This library is my from-scratch neural net. Its purpose is to be educational. Writing it helped me fill in some gaps in my knowledge, and hopefully my code / story will point others in the right direction as well.
The goal was to create a library that was capable of classifying images from the Fashion-MNIST dataset. The MNIST dataset is a common "hello, world" of image classification, so it's a good place to start.
The Neural Net
Classifying the images from our dataset can be done with a relatively small, easily understood network. We're just going to use two densly connected layers. In Keras, the network can be defined as...
model = keras.Sequential([ keras.layers.Flatten(input_shape=(28, 28)), keras.layers.Dense(128, activation=tf.nn.relu), keras.layers.Dense(10, activation=tf.nn.softmax) ])
The input is a 28x28 matrix that'll get flatted into a 784 element vector. The first dense network will consist of 128 neurons, each connected to every element in the input vector. The second dense layer will be the head of the network. It outputs 10 elements, one for each class present in the dataset.
The math behind this is very simple. The flatten layer has no math at all. The dense layers each output
activation(weights * input + bias). The RELU activation function is just
max(0, input). It introduces non-linearity to the network, which is important for image recognition. The softmax function is just
exp(input)/sum(exp(input)). It normalizes our outputs into a probability vector.
If you have optimized weights and biases, generating the predictions for an input image is basic math. The entire trick to machine learning is in figuring out the right weights and biases. And in this network, there are 101,632 weights and 138 biases to optimize.
See the Tensorflow equivalent here if you want to confirm that this network design does actually work and see what the output looks like.
Stochastic Gradient Descent
Stochastic gradient descent is one of the basic techniques used to arrive at good weights and biases for the network.
In a nutshell, stochastic gradient descent goes like this:
- Pick a random training image.
- Calculate the "gradient" of the loss function with respect to each trainable parameter.
- Adjust the trainable parameter based on that gradient and a learning rate.
- Repeat with the next image.
The loss function is a metric for how close the network is to the correct prediction. For this network, we'll use categorical cross-entropy. When images map to just one category, the math for that is just
-ln(prediction for that category). So if the prediction for the correct category was 1.0, the loss would be 0.0.
The gradient is the derivative of the loss function. It tells us which direction to adjust each weight in to make the loss decrease.
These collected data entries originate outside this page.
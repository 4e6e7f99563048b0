use thiserror::Error;

#[derive(Error, Debug, Clone, PartialEq, Eq)]
pub enum DomainError {
    #[error("Truncated input: {needed} bytes needed at offset {offset}, buffer holds {available}")]
    TruncatedInput {
        offset: usize,
        needed: usize,
        available: usize,
    },

    #[error("Malformed name at offset {offset}: {reason}")]
    MalformedName { offset: usize, reason: String },

    #[error("Compression pointer chain at offset {offset} exceeds {max_depth} hops")]
    PointerLoop { offset: usize, max_depth: usize },

    #[error("Invalid RDATA for type {record_type}: expected {expected} bytes, got {actual}")]
    InvalidRdata {
        record_type: u16,
        expected: usize,
        actual: usize,
    },

    #[error("Name too long: {0}")]
    NameTooLong(String),

    #[error("Message too large: {count} {section} records exceed the 16-bit count")]
    MessageTooLarge { section: &'static str, count: usize },

    #[error("Upstream {server} unreachable: {reason}")]
    UpstreamUnreachable { server: String, reason: String },

    #[error("Timeout waiting for reply from upstream {server}")]
    UpstreamTimeout { server: String },

    #[error("Invalid DNS response: {0}")]
    InvalidDnsResponse(String),
}

impl DomainError {
    /// True for failures of the upstream round trip rather than of the local codec.
    pub fn is_upstream_failure(&self) -> bool {
        matches!(
            self,
            DomainError::UpstreamUnreachable { .. }
                | DomainError::UpstreamTimeout { .. }
                | DomainError::InvalidDnsResponse(_)
        )
    }
}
Okay so now on each step, we need derivatives for all 101,770 of our trainable parameters, and we need them fast. If you run the Tensorflow equivalent, you'll see that it only needs about 30 microseconds for each step. This is where the magic lies.
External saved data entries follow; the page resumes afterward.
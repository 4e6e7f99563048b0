pub mod builders;
pub mod dns_server_mock;

pub use builders::QueryBuilder;
pub use dns_server_mock::{MockBehavior, MockDnsServer};
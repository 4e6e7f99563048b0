#![allow(dead_code)]
use stubdns_domain::{Header, HeaderFlags, Message, Question};
use stubdns_infrastructure::dns::wire::encode_message;

/// Builds request messages, and their wire bytes, as a client would send them.
pub struct QueryBuilder {
    id: u16,
    flags: HeaderFlags,
    questions: Vec<Question>,
}

impl QueryBuilder {
    pub fn new(id: u16) -> Self {
        Self {
            id,
            flags: HeaderFlags {
                rd: true,
                ..Default::default()
            },
            questions: Vec::new(),
        }
    }

    pub fn opcode(mut self, opcode: u8) -> Self {
        self.flags.opcode = opcode;
        self
    }

    pub fn recursion_desired(mut self, rd: bool) -> Self {
        self.flags.rd = rd;
        self
    }

    pub fn question(mut self, name: &str) -> Self {
        self.questions.push(Question::a(name));
        self
    }

    pub fn build(self) -> Message {
        let mut message = Message::new(Header {
            id: self.id,
            flags: self.flags,
            ..Default::default()
        });
        for question in self.questions {
            message.push_question(question);
        }
        message
    }

    pub fn bytes(self) -> Vec<u8> {
        encode_message(&self.build()).unwrap()
    }
}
When I first started writing code, I hadn't yet looked at what Tensorflow was actually doing. Instead, I brushed up on calculus using guides like The Matrix Calculus You Need For Deep Learning.
My first working version of the network used all the rules laid out in that document to perform training. The network was literally 100,000 times slower than Tensorflow. Something was wrong.
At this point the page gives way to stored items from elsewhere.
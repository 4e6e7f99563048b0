mod forward_gateway;

pub use forward_gateway::ForwardGateway;

// Re-export for convenience
pub use stubdns_domain::Message;
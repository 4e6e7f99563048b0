#![allow(dead_code)]
use stubdns_domain::{Answer, Header, HeaderFlags, Message, Question};

pub struct MessageBuilder {
    id: u16,
    flags: HeaderFlags,
    questions: Vec<Question>,
    answers: Vec<Answer>,
}

impl MessageBuilder {
    pub fn new() -> Self {
        Self {
            id: 0x4242,
            flags: HeaderFlags {
                rd: true,
                ..Default::default()
            },
            questions: Vec::new(),
            answers: Vec::new(),
        }
    }

    pub fn id(mut self, id: u16) -> Self {
        self.id = id;
        self
    }

    pub fn opcode(mut self, opcode: u8) -> Self {
        self.flags.opcode = opcode;
        self
    }

    pub fn recursion_desired(mut self, rd: bool) -> Self {
        self.flags.rd = rd;
        self
    }

    pub fn question(mut self, name: &str) -> Self {
        self.questions.push(Question::a(name));
        self
    }

    pub fn answer(mut self, answer: Answer) -> Self {
        self.answers.push(answer);
        self
    }

    pub fn build(self) -> Message {
        let mut message = Message::new(Header {
            id: self.id,
            flags: self.flags,
            ..Default::default()
        });
        for question in self.questions {
            message.push_question(question);
        }
        for answer in self.answers {
            message.push_answer(answer);
        }
        message
    }
}

impl Default for MessageBuilder {
    fn default() -> Self {
        Self::new()
    }
}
Turns out Tensorflow doesn't use any of the math I was using. In fact, at the moment it's not even capable of deriving true Jacobian matrices.
"Automatic differentiation" was the buzz-word I needed. As soon as I looked at the Wikipedia page, I realized I had been wasting my time with all that matrix calculus.
Specifically, reverse-mode differentiation is the key. This allows us to get the gradients for all of our variables in a single traversal of the graph.
I leaned heavily on Tensorflow's tf.gradients API to write unit tests for my implementations here, and by grepping for "RegisterGradient" in the Tensorflow codebase, I could find reference for all of the operations I needed.
The network successfully trains on the dataset with results similar to the Tensorflow equivalent. The performance is acceptably close. Tensorflow is still faster, but not by multiple orders of magnitude.
You can go to the examples/fashion-mnist directory and
cargo run --release to take it for a spin.